In August 1941, as a child, he was evacuated with his mother, first from Kyiv to Stalingrad, then, when German troops approached the city, the family fled to Soviet Central Asia. His father, a chemical engineer, Israel Gershkovich Teplitsky, volunteered for the front and was killed in action in 1941. Some of his family members perished during the Holocaust.

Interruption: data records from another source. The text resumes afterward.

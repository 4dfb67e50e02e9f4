use std::borrow::Cow;

use wgpu::util::DeviceExt;
use wgpu::naga;

use crate::compile::{check_stage, check_wrapped_fragment};
use crate::types::{RenderError, ShaderDiagnostic, ShaderStage};

use super::uniforms::FrameUniforms;

/// Full-screen quad drawn as a four-vertex triangle strip.
const QUAD_VERTICES: [[f32; 2]; 4] = [[-1.0, 1.0], [-1.0, -1.0], [1.0, 1.0], [1.0, -1.0]];

/// Layout objects shared by every program built on one device.
pub(crate) struct PipelineLayouts {
    pub uniform_layout: wgpu::BindGroupLayout,
    pub pipeline_layout: wgpu::PipelineLayout,
}

impl PipelineLayouts {
    pub fn new(device: &wgpu::Device) -> Self {
        let uniform_layout = device.create_bind_group_layout(&wgpu::BindGroupLayoutDescriptor {
            label: Some("hero uniform layout"),
            entries: &[wgpu::BindGroupLayoutEntry {
                binding: 0,
                visibility: wgpu::ShaderStages::VERTEX_FRAGMENT,
                ty: wgpu::BindingType::Buffer {
                    ty: wgpu::BufferBindingType::Uniform,
                    has_dynamic_offset: false,
                    min_binding_size: wgpu::BufferSize::new(
                        std::mem::size_of::<FrameUniforms>() as u64,
                    ),
                },
                count: None,
            }],
        });
        let pipeline_layout = device.create_pipeline_layout(&wgpu::PipelineLayoutDescriptor {
            label: Some("hero pipeline layout"),
            bind_group_layouts: &[&uniform_layout],
            push_constant_ranges: &[],
        });
        Self {
            uniform_layout,
            pipeline_layout,
        }
    }
}

pub(crate) struct UniformBindings {
    pub buffer: wgpu::Buffer,
    pub bind_group: wgpu::BindGroup,
}

pub(crate) struct QuadBuffer {
    pub buffer: wgpu::Buffer,
    pub vertex_count: u32,
}

/// A linked shader program plus the GPU buffers it owns.
pub struct ShaderProgram {
    pub(crate) pipeline: wgpu::RenderPipeline,
    pub(crate) bindings: UniformBindings,
    pub(crate) quad: QuadBuffer,
}

impl ShaderProgram {
    /// Compiles both stages and links them into a pipeline.
    ///
    /// `fragment` must already be wrapped. Sources are pre-validated with naga
    /// so the common failure (a typo in the fragment shader) surfaces as a
    /// diagnostic instead of a device validation error.
    pub(crate) fn link(
        device: &wgpu::Device,
        layouts: &PipelineLayouts,
        target_format: wgpu::TextureFormat,
        vertex: &str,
        fragment: &str,
    ) -> Result<Self, RenderError> {
        check_stage(ShaderStage::Vertex, vertex).map_err(RenderError::ShaderCompile)?;
        check_wrapped_fragment(fragment).map_err(RenderError::ShaderCompile)?;

        let vertex_module = create_module(device, ShaderStage::Vertex, vertex)?;
        let fragment_module = create_module(device, ShaderStage::Fragment, fragment)?;

        device.push_error_scope(wgpu::ErrorFilter::Validation);
        let pipeline = device.create_render_pipeline(&wgpu::RenderPipelineDescriptor {
            label: Some("hero shader pipeline"),
            layout: Some(&layouts.pipeline_layout),
            vertex: wgpu::VertexState {
                module: &vertex_module,
                entry_point: Some("main"),
                buffers: &[wgpu::VertexBufferLayout {
                    array_stride: std::mem::size_of::<[f32; 2]>() as wgpu::BufferAddress,
                    step_mode: wgpu::VertexStepMode::Vertex,
                    attributes: &wgpu::vertex_attr_array![0 => Float32x2],
                }],
                compilation_options: wgpu::PipelineCompilationOptions::default(),
            },
            primitive: wgpu::PrimitiveState {
                topology: wgpu::PrimitiveTopology::TriangleStrip,
                strip_index_format: None,
                front_face: wgpu::FrontFace::Ccw,
                cull_mode: None,
                polygon_mode: wgpu::PolygonMode::Fill,
                unclipped_depth: false,
                conservative: false,
            },
            depth_stencil: None,
            multisample: wgpu::MultisampleState::default(),
            fragment: Some(wgpu::FragmentState {
                module: &fragment_module,
                entry_point: Some("main"),
                targets: &[Some(wgpu::ColorTargetState {
                    format: target_format,
                    blend: None,
                    write_mask: wgpu::ColorWrites::ALL,
                })],
                compilation_options: wgpu::PipelineCompilationOptions::default(),
            }),
            multiview: None,
            cache: None,
        });
        if let Some(err) = pollster::block_on(device.pop_error_scope()) {
            return Err(RenderError::ShaderLink(err.to_string()));
        }

        let buffer = device.create_buffer(&wgpu::BufferDescriptor {
            label: Some("hero uniforms"),
            size: std::mem::size_of::<FrameUniforms>() as wgpu::BufferAddress,
            usage: wgpu::BufferUsages::UNIFORM | wgpu::BufferUsages::COPY_DST,
            mapped_at_creation: false,
        });
        let bind_group = device.create_bind_group(&wgpu::BindGroupDescriptor {
            label: Some("hero uniform bind group"),
            layout: &layouts.uniform_layout,
            entries: &[wgpu::BindGroupEntry {
                binding: 0,
                resource: buffer.as_entire_binding(),
            }],
        });
        let quad = device.create_buffer_init(&wgpu::util::BufferInitDescriptor {
            label: Some("hero quad"),
            contents: bytemuck::cast_slice(&QUAD_VERTICES),
            usage: wgpu::BufferUsages::VERTEX,
        });

        Ok(Self {
            pipeline,
            bindings: UniformBindings { buffer, bind_group },
            quad: QuadBuffer {
                buffer: quad,
                vertex_count: QUAD_VERTICES.len() as u32,
            },
        })
    }

    /// Frees the program's buffers now rather than when the last handle drops.
    pub(crate) fn destroy(self) {
        self.bindings.buffer.destroy();
        self.quad.buffer.destroy();
    }
}

fn create_module(
    device: &wgpu::Device,
    stage: ShaderStage,
    source: &str,
) -> Result<wgpu::ShaderModule, RenderError> {
    let (label, naga_stage) = match stage {
        ShaderStage::Vertex => ("hero vertex shader", naga::ShaderStage::Vertex),
        ShaderStage::Fragment => ("hero fragment shader", naga::ShaderStage::Fragment),
    };
    device.push_error_scope(wgpu::ErrorFilter::Validation);
    let module = device.create_shader_module(wgpu::ShaderModuleDescriptor {
        label: Some(label),
        source: wgpu::ShaderSource::Glsl {
            shader: Cow::Borrowed(source),
            stage: naga_stage,
            defines: &[],
        },
    });
    match pollster::block_on(device.pop_error_scope()) {
        Some(err) => Err(RenderError::ShaderCompile(ShaderDiagnostic::new(
            stage,
            err.to_string(),
        ))),
        None => Ok(module),
    }
}
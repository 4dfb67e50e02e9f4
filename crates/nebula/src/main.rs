mod bindings;
mod cli;
mod paths;
mod run;

use std::process::ExitCode;

use anyhow::Result;
use cli::Command;

fn main() -> Result<ExitCode> {
    let cli = cli::parse();
    run::initialise_tracing();

    match cli.command {
        Some(Command::Check { shader }) => {
            let passed = run::check(&shader)?;
            Ok(if passed {
                ExitCode::SUCCESS
            } else {
                ExitCode::FAILURE
            })
        }
        Some(Command::Where) => run::print_where().map(|()| ExitCode::SUCCESS),
        None => run::run(cli.run).map(|()| ExitCode::SUCCESS),
    }
}
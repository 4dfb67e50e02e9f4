//! wgpu backend for [`crate::RenderSurface`].
//!
//! - `context` owns the instance/device/swapchain and the offscreen target
//!   the hero shader renders into.
//! - `program` links wrapped GLSL into a pipeline with its own uniform and
//!   quad buffers.
//! - `present` blits the offscreen frame onto the swapchain.
//! - `uniforms` mirrors the std140 block injected by the shader wrapper.

mod context;
mod present;
mod program;
mod uniforms;

use winit::dpi::PhysicalSize;

pub use context::WgpuContext;
pub use program::ShaderProgram;
pub use uniforms::{FrameUniforms, MAX_POINTERS};

use crate::compile::{validate_fragment, wrap_fragment};
use crate::surface::GraphicsContext;
use crate::types::{RenderError, ShaderDiagnostic};

impl GraphicsContext for WgpuContext {
    type Program = ShaderProgram;

    fn resize(&mut self, viewport: PhysicalSize<u32>) {
        self.resize_target(viewport);
    }

    fn check_fragment(&self, source: &str) -> Result<(), ShaderDiagnostic> {
        validate_fragment(source)
    }

    fn link_program(&mut self, vertex: &str, fragment: &str) -> Result<ShaderProgram, RenderError> {
        ShaderProgram::link(
            &self.device,
            &self.layouts,
            self.format(),
            vertex,
            &wrap_fragment(fragment),
        )
    }

    fn draw(
        &mut self,
        program: &ShaderProgram,
        uniforms: &FrameUniforms,
    ) -> Result<(), RenderError> {
        self.render(program, uniforms)
    }

    fn release_program(&mut self, program: ShaderProgram) {
        program.destroy();
    }
}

In February 1993, he repatriated to Israel and lived in the city of Bat Yam.

Teplitsky was recognized as the best chess journalist of Israel in 2002 by the Israeli Athletic Association. For five years, he worked on the Israeli radio RECA as a chess observer.

His name was included in the publication of the popular newspaper The Secret under the rubric "Jewish Names".

Among his main works is a large study called Jews in the History of Chess (1997).

Teplitsky described his life and his family history in the context of historical events of the 20th century in his autobiographical book The Country That Stole My Life.

== Bibliography ==
- V. I. Teplitsky. He did everything. // 64 — Weekly newspaper supplement «Soviet Sport», 1974, No. 11.
- V. M. Dvorak, V. I. Teplitsky. Chess without looking at the board / Kyiv: Health, 1988. — 129,[3] с. : silt.; 20 см; ISBN 5-311-00139-9.
- V. I. Teplitsky. The country, who stole my life : documentary story. Tel Aviv: Interpress Center, 1995, 61 с. : ill., portra., fax.; 29 см.
- V. I. Teplitsky. Jews in the history of chess. Tel Aviv: Interpress Center 1997. 319 с. : ill., portra.
- V. I. Teplitsky. Isaac Vistanetsky. Life in chess. Tel Aviv, 2001
- V. I. Teplitsky. Chess and music, 2001
- V. I. Teplitsky. My love, chess! Chess historian's notes / Tel Aviv, 2004
- V. I. Teplitsky. Isaac Lipnitsky. Rishon Lezion : MeDial, 2008
- V. I. Teplitsky. La Gioconda. Rishon Lezion : MeDial, 2009
- V. I. Teplitsky. A poet from the planet «Superiors». Rishon Lezion : MeDial, 2010
- V. I. Teplitsky. Younger brother «64» // «64». — 1969. — No. 9. — С. 6—7.
- Eduard Gufeld / Entry. article B. Teplitsky. — М.: FiS, 1985. — 192 с., silt.